Border Force officials told to stop locking up EU citizens

It has transpired that UK ministers have told border force officials to stop locking up EU citizens in detention centres.

The Home Office has issued new guidance to its border force after criticism over ‘disproportionate’ and ‘heavy-handed’ decisions to place EU nationals, who have not got the correct paperwork for entry into the UK, into immigration removal centres for days.

It has advised border force officials, that where appropriate, they should grant EU nationals immigration bail instead.  This would mean that passengers who are refused entry to the UK but cannot get an immediate flight home because of Covid travel restrictions will be permitted entry on bail conditions.

“While international travel is disrupted due to the pandemic, we have updated our guidance to clarify that overseas nationals, including EU citizens, who have been refused entry to the UK and are awaiting removal, should be granted immigration bail, where appropriate”, said a Home Office spokesperson.

“Now that freedom of movement has ended, people from across the EU can continue to visit the UK, but those coming to work or study must meet our entry requirements and we urge them to check before travelling”.

The Home Office came under pressure to act following a succession of stories of EU citizens including Italians, Spaniards and Bulgarians finding themselves in detention centres around Heathrow and Gatwick, surrounded by barbed wire and terrified.

One such case concerned an Italian woman who was coming to the UK to improve her English on a short-stay visit to her uncle, an NHS consultant in London and told how she was sent to what she thought was a prison at Colnbrook detention centre near Heathrow.  She was expelled from the UK before her uncle was able to advocate on her behalf.

Colin Yeo, the immigration barrister, said the new government guidance was “welcome as a short-term fix for the Home Office to stop automatically detaining people in the detention centres instead of putting them on planes”.  But he said it was not a long-term solution to the fact many in the EU do not know about the new rules because they are not obsessed with Brexit.

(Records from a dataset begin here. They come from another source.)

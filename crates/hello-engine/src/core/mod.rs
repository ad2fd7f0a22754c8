//! Contracts between the runtime (platform loop) and the samples.

mod app;
mod ctx;

pub use app::{App, AppControl};
pub use ctx::FrameCtx;
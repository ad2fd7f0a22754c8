use std::sync::Once;

/// Logger configuration.
///
/// `env_filter` follows the `env_logger` filter syntax (e.g. "info", "warn",
/// "hello_engine=debug,wgpu_core=warn").
///
/// `write_style` controls ANSI coloring behavior.
#[derive(Debug, Clone)]
pub struct LoggingConfig {
    pub env_filter: Option<String>,
    pub write_style: env_logger::WriteStyle,
}

impl Default for LoggingConfig {
    fn default() -> Self {
        Self {
            env_filter: None,
            write_style: env_logger::WriteStyle::Auto,
        }
    }
}

/// GPU stack crates that are noisy at `info`.
const QUIET_MODULES: [&str; 3] = ["wgpu_core", "wgpu_hal", "naga"];

static INIT: Once = Once::new();

/// Initializes the global logger once.
///
/// Filter precedence: `config.env_filter`, then `RUST_LOG`, then `info` with the
/// GPU stack held at `warn`. Subsequent calls are ignored.
pub fn init_logging(config: LoggingConfig) {
    INIT.call_once(|| {
        let mut builder = env_logger::Builder::new();

        match config.env_filter.or_else(|| std::env::var("RUST_LOG").ok()) {
            Some(filter) => {
                builder.parse_filters(&filter);
            }
            None => {
                builder.filter_level(log::LevelFilter::Info);
                for module in QUIET_MODULES {
                    builder.filter_module(module, log::LevelFilter::Warn);
                }
            }
        }

        builder.write_style(config.write_style);

        if builder.try_init().is_ok() {
            log::debug!("logging initialized");
        }
    });
}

Head of policy at the campaign group the 3million, Luke Piper said it was a “carve-out solution that did not address the arbitrary decision-making of unnecessarily detaining people coming to this country”, which he said was a historical problem that “can’t be resolved by removing one group from its impact”.

Alberto Costo, the Conservative MP, who has campaigned for EU citizens’ rights, said it “greatly welcomed that the Home Office has urgently updated its guidance to ensure that overseas nationals, including EEA nationals, who have entered the UK under a mistaken belief that they are entitled, are to be granted immigration bail, where appropriate, rather than removal to a detention centre”.

The Home Office said detention was still an option for border forces but only in “some cases, including to keep the public safe”.  It added that “where possible a removal will take place imminently and the individual will remain at the airport until the flight”.